En otras palabras, iba a tener que ser sacrificada por su propio pecado. ¿Puedes imaginar la vergüenza y el temor que estaría sintiendo ante el público en ese momento, y sin tener ninguna esperanza? Poniendo a un lado los detalles de lo que aconteció, llegamos al punto principal. Jesús contestó de tal forma que fue descalificando, uno por uno, a todos los que querían ejecutar la sentencia, de manera que Jesús se quedó solo con ella. Sólo Él va a tratar el asunto. Ahora ya no importaban las opiniones, la ayuda ni la denuncia de los hombres. El Hijo de Dios iba a encargarse directamente del asunto.

Él sí podía y debía condenarla. La justicia perfecta lo demandaba. Dios no ha pasado por alto ningún delito desde que Adán y Eva pecaron. Ya que el Reino de Dios es eterno, si en este caso no se hubiera llevado a cabo la justicia de Dios, si una sola vez fallara, la eternidad quedaría manchada por el pecado. Un solo pecado sin la sentencia que merece, sería suficiente para hacer el daño. Jesús mismo dijo que el Padre había puesto todo el juicio en las manos de Su Hijo y, por lo tanto, es de suma importancia cómo Él trate este asunto.

Igual que Abraham, ahora Jesús tiene que llevar a cabo la sentencia, es decir, el sacrificio por el pecado. Pero, ¿qué dice?: “Ni yo te condeno, vete, y no peques más” (vr.11). Sólo existe una manera de justificar lo que parece ser una falta de justicia. El pecado tiene que ser condenado y la sentencia tiene que llevarse a cabo. Para que Cristo pudiera decir lo que la dijo, tuvo que pagar con Su propia vida, como en el caso de Isaac. Jesús se inclinó para que los pecados cayeran sobre Él y se enderezó para declararla perdonada. Si Él detuvo la mano que iba a sacrificar a Isaac y después decidió no llevar a cabo el juicio sobre la mujer, entonces Él mismo iba a tener que tomar el lugar de ellos. Él estaba muy dispuesto a hacerlo; precisamente para esto vino al mundo.

ÉL SE ENCARGA CON TU CASO

En el monte Moriah, el Ángel del Señor detuvo la mano de justicia, poniéndose como el sustituto por el pecado de Isaac, y en el templo, Jesús perdonó a la mujer adúltera, llevando su culpabilidad sobre Sí mismo y, como consecuencia, su sentencia de muerte.
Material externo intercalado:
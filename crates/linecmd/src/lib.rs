//! Dispatch free-text command lines to typed, registered commands.
//!
//! A line such as `greet --name "Ada Lovelace" -n 2` arrives from a chat
//! message, a REPL or a remote console. A [`CommandManager`] finds the
//! [`Command`] whose alias starts the line, the command tokenizes the rest,
//! parses each declared argument and runs the per-argument and per-command
//! callbacks.
//!
//! # Example
//!
//! ```rust,ignore
//! use linecmd::prelude::*;
//!
//! struct Message {
//!     text: String,
//! }
//!
//! impl Call for Message {
//!     fn call_text(&self) -> &str {
//!         &self.text
//!     }
//!
//!     fn respond(&mut self, message: &str) {
//!         println!("{message}");
//!     }
//! }
//!
//! let greet = Command::<Message>::builder("greet")
//!     .description("Greet someone")
//!     .alias("hi")
//!     .string(arg("name").short("n").help("Who to greet"))?
//!     .integer(arg("times").short("t").required(false).default(1))?
//!     .runs(|call, matches| {
//!         let name: String = matches.get_required("name")?;
//!         for _ in 0..matches.get_optional::<i32>("times")? {
//!             call.success(&format!("Hello, {name}!"));
//!         }
//!         Ok(())
//!     })
//!     .build()?;
//!
//! let mut manager = CommandManager::with_prefix("!");
//! manager.add_command(greet)?;
//! manager.run_command(&mut Message { text: "!hi -n Ada".into() })?;
//! ```

mod command;
mod manager;
mod matches;

pub use command::{ArgBuilder, Command, CommandBuilder, arg};
pub use manager::{CommandManager, Dispatch, HELP_ARGUMENT, HELP_COMMAND};
pub use matches::Matches;

pub use linecmd_argparse::argument::{Argument, normalize_name};
pub use linecmd_argparse::error::{ConfigError, SyntaxError};
pub use linecmd_argparse::tokenize::split;
pub use linecmd_argparse::value::{ArgValue, Value, ValueKind};
pub use linecmd_metadata::{ArgMeta, CommandCatalog, CommandMeta};

/// The context a dispatched line arrives in and responses leave through.
///
/// Implemented by the embedding program: a chat message, a console line, a
/// remote session. Only [`Call::call_text`] and [`Call::respond`] are
/// required; the other sinks default to `respond`.
pub trait Call {
    /// The raw line to dispatch.
    fn call_text(&self) -> &str;

    fn respond(&mut self, message: &str);

    fn error(&mut self, message: &str) {
        self.respond(message)
    }

    fn success(&mut self, message: &str) {
        self.respond(message)
    }

    fn info(&mut self, message: &str) {
        self.respond(message)
    }
}

/// Error raised while executing a command.
///
/// Syntax errors are recovered by [`CommandManager::run_command`];
/// configuration errors are passed through to the embedding program.
#[derive(Debug, Clone, PartialEq, thiserror::Error)]
pub enum CommandError {
    #[error(transparent)]
    Syntax(#[from] SyntaxError),

    #[error(transparent)]
    Config(#[from] ConfigError),
}

impl CommandError {
    pub fn is_syntax(&self) -> bool {
        matches!(self, Self::Syntax(_))
    }
}

impl From<String> for CommandError {
    fn from(s: String) -> Self {
        // A plain message from a callback rejects the user's input.
        CommandError::Syntax(SyntaxError::Custom(s))
    }
}

impl From<&str> for CommandError {
    fn from(s: &str) -> Self {
        CommandError::Syntax(SyntaxError::Custom(s.to_string()))
    }
}

/// Result type of argument and command callbacks.
pub type CommandResult = Result<(), CommandError>;

/// Common imports for code registering commands.
pub mod prelude {
    pub use super::{
        Call, Command, CommandBuilder, CommandError, CommandManager, CommandResult, Dispatch,
        Matches, arg,
    };
}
Si hoy tú reconoces que la sentencia contra ti es justa, que has ofendido a tu creador, que te has rebelado en contra de Sus leyes eternas, destruyendo lo que Él ha hecho y pervirtiendo Sus santos propósitos; si reconoces que eres un pecador culpable y digno de lo peor que la justicia pueda demandar de ti, ¿cómo tratará Jesús tu caso?
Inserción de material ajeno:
impl<C: Call> Command<C> {
    pub fn builder(name: impl Into<String>) -> CommandBuilder<C> {
        CommandBuilder::new(name)
    }

    pub fn name(&self) -> &str {
        &self.name
    }

    pub fn description(&self) -> &str {
        &self.description
    }

    /// Aliases in registration order; the name is always among them.
    pub fn aliases(&self) -> impl Iterator<Item = &str> {
        self.aliases.iter().map(String::as_str)
    }

    pub fn parse_using_order(&self) -> bool {
        self.parse_using_order
    }

    pub fn rejects_unknown(&self) -> bool {
        self.reject_unknown
    }

    pub fn argument(&self, name: &str) -> Option<&Argument> {
        self.arguments.get(name)
    }

    pub fn arguments(&self) -> impl Iterator<Item = &Argument> {
        self.arguments.values()
    }

    /// The alias `text` invokes this command with: `text` is the alias
    /// itself or starts with the alias followed by a space.
    pub fn matched_alias(&self, text: &str) -> Option<&str> {
        self.aliases
            .iter()
            .find(|alias| {
                text.strip_prefix(alias.as_str())
                    .is_some_and(|rest| rest.is_empty() || rest.starts_with(' '))
            })
            .map(String::as_str)
    }

    pub fn matches(&self, text: &str) -> bool {
        self.matched_alias(text).is_some()
    }

    /// Execute the command with the call's own text.
    pub fn execute(&self, call: &mut C) -> Result<Matches<'_>, CommandError> {
        let line = call.call_text().to_string();
        self.execute_line(&line, call)
    }

    /// Execute the command with `line`, which must start with one of its
    /// aliases.
    ///
    /// Argument callbacks run as values are parsed; the command callback runs
    /// last. The returned table holds every value parsed by this execution.
    pub fn execute_line(&self, line: &str, call: &mut C) -> Result<Matches<'_>, CommandError> {
        let Some(alias) = self.matched_alias(line) else {
            return Err(ConfigError::AliasMismatch {
                command: self.name.clone(),
                line: line.to_string(),
            }
            .into());
        };
        let rest = &line[alias.len()..];
        let tokens = split(rest.strip_prefix(' ').unwrap_or(rest));
        tracing::debug!(
            command = %self.name,
            alias,
            tokens = tokens.len(),
            by_order = self.parse_using_order,
            "executing command"
        );

        let mut matches = Matches::new(&self.name, &self.arguments);
        if self.parse_using_order {
            self.parse_in_order(&tokens, call, &mut matches)?;
        } else {
            self.parse_by_prefix(&tokens, call, &mut matches)?;
            self.check_required(&matches)?;
        }

        if let Some(run) = &self.run {
            run(call, &matches)?;
        }
        Ok(matches)
    }

    /// Help text, rendered on first use and cached.
    pub fn help_text(&self) -> &str {
        self.help_cache.get_or_init(|| help::render(self))
    }

    /// Drop the cached help text so the next [`Command::help_text`] renders again.
    ///
    /// Registered commands are reached through [`crate::CommandManager::command_mut`].
    pub fn reset_help_cache(&mut self) {
        self.help_cache = OnceLock::new();
    }

    pub fn meta(&self) -> CommandMeta {
        CommandMeta {
            name: self.name.clone(),
            description: self.description.clone(),
            aliases: self
                .aliases
                .iter()
                .filter(|a| **a != self.name)
                .cloned()
                .collect(),
            parse_using_order: self.parse_using_order,
            args: self
                .arguments
                .values()
                .map(|a| ArgMeta {
                    name: a.name().to_string(),
                    short: a.short().map(str::to_string),
                    help: a.description().to_string(),
                    required: a.required(),
                    value_type: a.kind().as_str().to_string(),
                    default_value: if a.required() { None } else { a.default_value() },
                })
                .collect(),
        }
    }

    pub(crate) fn is_builtin(&self) -> bool {
        self.builtin
    }

    /// The manager's `help` command: one optional string argument naming the
    /// command to describe. The manager answers it after parsing.
    pub(crate) fn builtin_help() -> Self {
        let mut aliases = IndexSet::new();
        aliases.insert("h".to_string());
        aliases.insert("?".to_string());
        aliases.insert(HELP_COMMAND.to_string());

        let mut arguments = IndexMap::new();
        arguments.insert(
            HELP_ARGUMENT.to_string(),
            Argument::new(
                HELP_ARGUMENT,
                "c",
                "Command to get help/usage text of.",
                false,
                Value::String(String::new()),
            ),
        );

        Self {
            name: HELP_COMMAND.to_string(),
            description: "Lists commands and gets the help/usage text for a command.".to_string(),
            aliases,
            parse_using_order: false,
            reject_unknown: false,
            arguments,
            callbacks: HashMap::new(),
            run: None,
            help_cache: OnceLock::new(),
            builtin: true,
        }
    }

    fn parse_in_order(
        &self,
        tokens: &[String],
        call: &mut C,
        matches: &mut Matches<'_>,
    ) -> CommandResult {
        for (index, argument) in self.arguments.values().enumerate() {
            let Some(token) = tokens.get(index) else {
                return Err(self.missing(argument).into());
            };
            let value = argument.parse(token)?;
            matches.resolve(argument.name(), Some(value.clone()));
            self.run_argument(call, argument.name(), &value)?;
        }

        if self.reject_unknown {
            if let Some(extra) = tokens.get(self.arguments.len()) {
                return Err(SyntaxError::UnrecognizedArgument {
                    command: self.name.clone(),
                    token: extra.clone(),
                }
                .into());
            }
        }
        Ok(())
    }

    fn parse_by_prefix(
        &self,
        tokens: &[String],
        call: &mut C,
        matches: &mut Matches<'_>,
    ) -> CommandResult {
        // A token taken as the previous flag's value is still scanned, but
        // never counts as unrecognized.
        let mut value_token = None;
        for (index, token) in tokens.iter().enumerate() {
            let token = token.as_str();
            let claimed = self
                .arguments
                .values()
                .find(|a| !matches.is_resolved(a.name()) && a.matches(token));

            let Some(argument) = claimed else {
                if self.reject_unknown && value_token != Some(index) {
                    return Err(SyntaxError::UnrecognizedArgument {
                        command: self.name.clone(),
                        token: token.to_string(),
                    }
                    .into());
                }
                tracing::trace!(command = %self.name, token, "skipping unclaimed token");
                continue;
            };

            let value = if argument.prefix_only(token) {
                match tokens.get(index + 1) {
                    Some(next) => {
                        value_token = Some(index + 1);
                        Some(argument.parse(next)?)
                    }
                    None => None,
                }
            } else {
                Some(argument.parse(token)?)
            };

            if value.is_none() && argument.required() {
                return Err(SyntaxError::MissingValue {
                    command: self.name.clone(),
                    argument: argument.name().to_string(),
                }
                .into());
            }

            tracing::trace!(command = %self.name, argument = argument.name(), "resolved argument");
            matches.resolve(argument.name(), value.clone());
            if let Some(value) = &value {
                self.run_argument(call, argument.name(), value)?;
            }
        }
        Ok(())
    }

    fn check_required(&self, matches: &Matches<'_>) -> Result<(), SyntaxError> {
        match self
            .arguments
            .values()
            .find(|a| a.required() && !matches.is_present(a.name()))
        {
            Some(argument) => Err(self.missing(argument)),
            None => Ok(()),
        }
    }

    fn missing(&self, argument: &Argument) -> SyntaxError {
        SyntaxError::MissingArgument {
            command: self.name.clone(),
            argument: argument.name().to_string(),
        }
    }

    fn run_argument(&self, call: &mut C, name: &str, value: &Value) -> CommandResult {
        match self.callbacks.get(name) {
            Some(callback) => callback(call, value),
            None => Ok(()),
        }
    }
}

impl<C: Call> CommandMetaLike for Command<C> {
    type ArgDef = Argument;

    fn name(&self) -> &str {
        &self.name
    }

    fn description(&self) -> &str {
        &self.description
    }

    fn aliases(&self) -> impl Iterator<Item = &str> {
        self.aliases.iter().map(String::as_str)
    }

    fn parse_using_order(&self) -> bool {
        self.parse_using_order
    }

    fn args(&self) -> impl Iterator<Item = &Argument> {
        self.arguments.values()
    }
}

impl<C> fmt::Debug for Command<C> {
    fn fmt(&self, f: &mut fmt::Formatter<'_>) -> fmt::Result {
        f.debug_struct("Command")
            .field("name", &self.name)
            .field("aliases", &self.aliases)
            .field("parse_using_order", &self.parse_using_order)
            .field("reject_unknown", &self.reject_unknown)
            .field("arguments", &self.arguments.keys().collect::<Vec<_>>())
            .finish_non_exhaustive()
    }
}

#[cfg(test)]
mod tests {
    use super::*;
    use crate::ValueKind;

    #[derive(Debug, Default)]
    struct Recorder {
        text: String,
        out: Vec<String>,
    }

    impl Recorder {
        fn new(text: &str) -> Self {
            Self {
                text: text.to_string(),
                out: Vec::new(),
            }
        }
    }

    impl Call for Recorder {
        fn call_text(&self) -> &str {
            &self.text
        }

        fn respond(&mut self, message: &str) {
            self.out.push(message.to_string());
        }
    }

    fn counter() -> Command<Recorder> {
        Command::<Recorder>::builder("count")
            .alias("c")
            .long(arg("count").short("n").required(false).default(4211))
            .unwrap()
            .runs(|call, m| {
                let count: i64 = m.get_optional("count")?;
                call.respond(&count.to_string());
                Ok(())
            })
            .build()
            .unwrap()
    }

    #[test]
    fn long_argument_parses_inline_and_split_forms() {
        let cmd = counter();

        let mut call = Recorder::new("count --count=42");
        let m = cmd.execute(&mut call).unwrap();
        assert_eq!(m.get_any::<i64>("count", false), Ok(Some(42)));

        let mut call = Recorder::new("count --count 42");
        let m = cmd.execute(&mut call).unwrap();
        assert_eq!(m.get_any::<i64>("count", false), Ok(Some(42)));
        assert_eq!(call.out, vec!["42"]);
    }

    #[test]
    fn optional_default_is_used_when_absent() {
        let cmd = counter();
        let mut call = Recorder::new("c");
        let m = cmd.execute(&mut call).unwrap();
        assert_eq!(m.get_optional::<i64>("count"), Ok(4211));
        assert_eq!(m.get_any::<i64>("count", false), Ok(None));
        assert_eq!(call.out, vec!["4211"]);
    }

    #[test]
    fn alias_must_be_followed_by_space() {
        let cmd = counter();
        assert!(cmd.matches("count"));
        assert!(cmd.matches("c -n 3"));
        assert!(!cmd.matches("counter"));
        assert!(!cmd.matches("cc"));
        assert_eq!(cmd.matched_alias("count 1"), Some("count"));

        let mut call = Recorder::new("counter");
        let err = cmd.execute(&mut call).unwrap_err();
        assert!(matches!(
            err,
            CommandError::Config(ConfigError::AliasMismatch { .. })
        ));
    }

    #[test]
    fn duplicate_argument_is_rejected_at_registration() {
        let err = Command::<Recorder>::builder("dup")
            .string(arg("x"))
            .unwrap()
            .integer(arg(" x "))
            .unwrap_err();
        assert_eq!(
            err,
            ConfigError::DuplicateArgument {
                command: "dup".to_string(),
                argument: "x".to_string(),
            }
        );
    }

    #[test]
    fn optional_argument_is_rejected_in_order_mode() {
        let err = Command::<Recorder>::builder("sum")
            .by_order()
            .integer(arg("a").required(false))
            .unwrap_err();
        assert!(matches!(err, ConfigError::OptionalInOrderMode { .. }));

        // Switching to order mode after registering an optional argument is
        // caught when the command is built.
        let err = Command::<Recorder>::builder("sum")
            .integer(arg("a").required(false))
            .unwrap()
            .by_order()
            .build()
            .unwrap_err();
        assert!(matches!(err, ConfigError::OptionalInOrderMode { .. }));
    }

    #[test]
    fn empty_names_are_rejected() {
        let err = Command::<Recorder>::builder("  ").build().unwrap_err();
        assert_eq!(err, ConfigError::EmptyCommandName);

        let err = Command::<Recorder>::builder("x")
            .string(arg("   "))
            .unwrap_err();
        assert!(matches!(err, ConfigError::EmptyArgumentName { .. }));
    }

    #[test]
    fn name_is_always_an_alias() {
        let cmd = counter();
        let aliases: Vec<&str> = cmd.aliases().collect();
        assert_eq!(aliases, vec!["c", "count"]);
    }

    #[test]
    fn help_text_is_cached_until_reset() {
        let mut cmd = counter();
        let first = cmd.help_text().to_string();
        assert_eq!(cmd.help_text(), first);
        assert!(first.starts_with("count"));
        assert!(first.contains("--count [-n] (long): [default: 4211]"));
        cmd.reset_help_cache();
        assert_eq!(cmd.help_text(), first);
    }

    #[test]
    fn meta_describes_arguments() {
        let meta = counter().meta();
        assert_eq!(meta.name, "count");
        assert_eq!(meta.aliases, vec!["c"]);
        assert_eq!(meta.args.len(), 1);
        assert_eq!(meta.args[0].value_type, ValueKind::Long.as_str());
        assert_eq!(meta.args[0].short.as_deref(), Some("n"));
        assert_eq!(meta.args[0].default_value.as_deref(), Some("4211"));
    }

    #[test]
    fn builtin_help_has_optional_command_argument() {
        let help = Command::<Recorder>::builtin_help();
        assert!(help.is_builtin());
        assert!(help.matches("?"));
        assert!(help.matches("h -c x"));
        let argument = help.argument(HELP_ARGUMENT).unwrap();
        assert!(!argument.required());
        assert_eq!(argument.short_prefix(), Some("-c"));
    }
}
use std::collections::HashSet;

use indexmap::IndexMap;
use linecmd_argparse::argument::{Argument, normalize_name};
use linecmd_argparse::value::{ArgValue, Value};

use crate::{CommandError, ConfigError, SyntaxError};

/// Values parsed by one execution of a command.
///
/// Borrowed from the command that produced it, so parsed values never leak
/// into another execution.
#[derive(Debug, Clone)]
pub struct Matches<'a> {
    command: &'a str,
    definitions: &'a IndexMap<String, Argument>,
    values: IndexMap<&'a str, Value>,
    resolved: HashSet<&'a str>,
}

impl<'a> Matches<'a> {
    pub(crate) fn new(command: &'a str, definitions: &'a IndexMap<String, Argument>) -> Self {
        Self {
            command,
            definitions,
            values: IndexMap::new(),
            resolved: HashSet::new(),
        }
    }

    /// Mark `name` as claimed by a token. A flag left without a value is
    /// resolved but not present.
    pub(crate) fn resolve(&mut self, name: &str, value: Option<Value>) {
        let Some((key, _)) = self.definitions.get_key_value(name) else {
            return;
        };
        self.resolved.insert(key.as_str());
        if let Some(value) = value {
            self.values.insert(key.as_str(), value);
        }
    }

    pub(crate) fn is_resolved(&self, name: &str) -> bool {
        self.resolved.contains(name)
    }

    /// Name of the command these values belong to.
    pub fn command(&self) -> &str {
        self.command
    }

    /// Whether a value was parsed for `name`.
    pub fn is_present(&self, name: &str) -> bool {
        self.values.contains_key(normalize_name(name).as_str())
    }

    /// Raw parsed value of `name`, if any.
    pub fn value(&self, name: &str) -> Option<&Value> {
        self.values.get(normalize_name(name).as_str())
    }

    /// Parsed values in the order they were resolved.
    pub fn values(&self) -> impl Iterator<Item = (&str, &Value)> {
        self.values.iter().map(|(k, v)| (*k, v))
    }

    /// Typed value of `name`.
    ///
    /// Returns the parsed value, else the registered default when
    /// `use_default` is set, else `None`. Unknown names and a `T` that does
    /// not match the registered kind are configuration errors.
    pub fn get_any<T: ArgValue>(
        &self,
        name: &str,
        use_default: bool,
    ) -> Result<Option<T>, ConfigError> {
        let name = normalize_name(name);
        let Some(argument) = self.definitions.get(&name) else {
            return Err(ConfigError::UnknownArgument {
                command: self.command.to_string(),
                argument: name,
            });
        };
        if argument.kind() != T::KIND {
            return Err(ConfigError::TypeMismatch {
                command: self.command.to_string(),
                argument: name,
                expected: T::KIND,
                actual: argument.kind(),
            });
        }

        let value = match self.values.get(name.as_str()) {
            Some(value) => Some(value),
            None if use_default => Some(argument.default()),
            None => None,
        };
        Ok(value.and_then(T::from_value))
    }

    /// Parsed value of `name`, or its registered default.
    pub fn get_optional<T: ArgValue>(&self, name: &str) -> Result<T, ConfigError> {
        Ok(self.get_any(name, true)?.unwrap_or_else(T::fallback))
    }

    /// Parsed value of `name`; absence is reported as a syntax error.
    pub fn get_required<T: ArgValue>(&self, name: &str) -> Result<T, CommandError> {
        match self.get_any(name, false)? {
            Some(value) => Ok(value),
            None => Err(SyntaxError::MissingArgument {
                command: self.command.to_string(),
                argument: normalize_name(name),
            }
            .into()),
        }
    }
}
“En el monte de Jehová será provisto” (Gn. 22:14), decía un viejo proverbio hebreo y, en el monte Calvario, Dios lo proveyó. Hace 2.000 años, Jesús se enfrentó con el juicio eterno, y fue el representante de tu caso delante de la corte del Juez Supremo del universo. Recibió tu sentencia de condenación y la pagó Él mismo. “No te hagas daño”, te dice, “no te condeno, vete y no peques más”. Dios ha provisto el perdón y la salvación. También ha provisto el poder para no andar más en el pecado y vivir una vida diferente, según una nueva naturaleza, que es adquirida en el nuevo nacimiento.

Jesucristo es el mismo ayer, y hoy, y (sí) por los siglos. Él se encargó con tu asunto y nunca ha dado la espalda a un pecador arrepentido. Sus intenciones han sido probadas durante los siglos y, ahora, en el siglo XXI, podemos recibir y disfrutar con toda seguridad de una palabra de paz de parte de Él: “Yo sé los pensamientos que tengo…, pensamientos de paz, y no de mal, para daros el fin que esperáis” (Jer. 29:11). Él ha provisto una salvación segura y perfecta.
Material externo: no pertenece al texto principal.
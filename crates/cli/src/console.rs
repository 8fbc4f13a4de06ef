//! Console commands and the stdout/stderr [`Call`] they run against.

use linecmd::prelude::*;
use linecmd::ConfigError;

/// One console line. Responses go to stdout, errors to stderr.
pub struct ConsoleCall {
    text: String,
    quit: bool,
}

impl ConsoleCall {
    pub fn new(text: impl Into<String>) -> Self {
        Self {
            text: text.into(),
            quit: false,
        }
    }

    pub fn quit_requested(&self) -> bool {
        self.quit
    }

    fn request_quit(&mut self) {
        self.quit = true;
    }
}

impl Call for ConsoleCall {
    fn call_text(&self) -> &str {
        &self.text
    }

    fn respond(&mut self, message: &str) {
        println!("{message}");
    }

    fn error(&mut self, message: &str) {
        eprintln!("error: {message}");
    }
}

pub fn commands() -> Result<Vec<Command<ConsoleCall>>, ConfigError> {
    Ok(vec![echo()?, sum()?, quit()?])
}

fn echo() -> Result<Command<ConsoleCall>, ConfigError> {
    Command::<ConsoleCall>::builder("echo")
        .description("Print text back")
        .alias("say")
        .string(arg("text").short("t").help("Text to print"))?
        .integer(
            arg("times")
                .short("n")
                .help("How many times")
                .required(false)
                .default(1),
        )?
        .boolean(
            arg("upper")
                .short("u")
                .help("Print in upper case")
                .required(false),
        )?
        .runs(|call, m| {
            let times: i32 = m.get_optional("times")?;
            if times < 1 {
                return Err(format!("times must be at least 1, got {times}").into());
            }
            let mut text: String = m.get_required("text")?;
            if m.get_optional::<bool>("upper")? {
                text = text.to_uppercase();
            }
            for _ in 0..times {
                call.respond(&text);
            }
            Ok(())
        })
        .build()
}

fn sum() -> Result<Command<ConsoleCall>, ConfigError> {
    Command::<ConsoleCall>::builder("sum")
        .description("Add two numbers")
        .alias("add")
        .by_order()
        .double(arg("a").help("First operand"))?
        .double(arg("b").help("Second operand"))?
        .runs(|call, m| {
            let a: f64 = m.get_required("a")?;
            let b: f64 = m.get_required("b")?;
            call.success(&format!("{}", a + b));
            Ok(())
        })
        .build()
}

fn quit() -> Result<Command<ConsoleCall>, ConfigError> {
    Command::<ConsoleCall>::builder("quit")
        .description("Stop reading input")
        .alias("exit")
        .runs(|call, _| {
            call.request_quit();
            Ok(())
        })
        .build()
}
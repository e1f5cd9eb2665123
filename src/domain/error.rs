//! Domain-level errors (no external dependencies)

use thiserror::Error;

use crate::domain::selection::CategoryId;

/// Domain errors represent violations of the tree-building rules.
/// These are independent of infrastructure concerns.
#[derive(Error, Debug, Clone, PartialEq, Eq)]
pub enum DomainError {
    #[error("cycle detected in category hierarchy at: {0}")]
    CycleDetected(CategoryId),

    #[error("internal tree operation failed: {0}")]
    InternalError(String),
}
“Fui culpable y no pude defenderme
Vinieron a ejecutar mi sentencia
Entonces fue escuchada una voz del cielo que dijo:
‘Soltadle y tomadme en su lugar'.
Yo debería haber sido crucificado
Yo debería haber sufrido y muerto
Yo debería haber sido colgado, avergonzado en una cruz
Pero Jesús, el Hijo de Dios, tomó mi lugar”.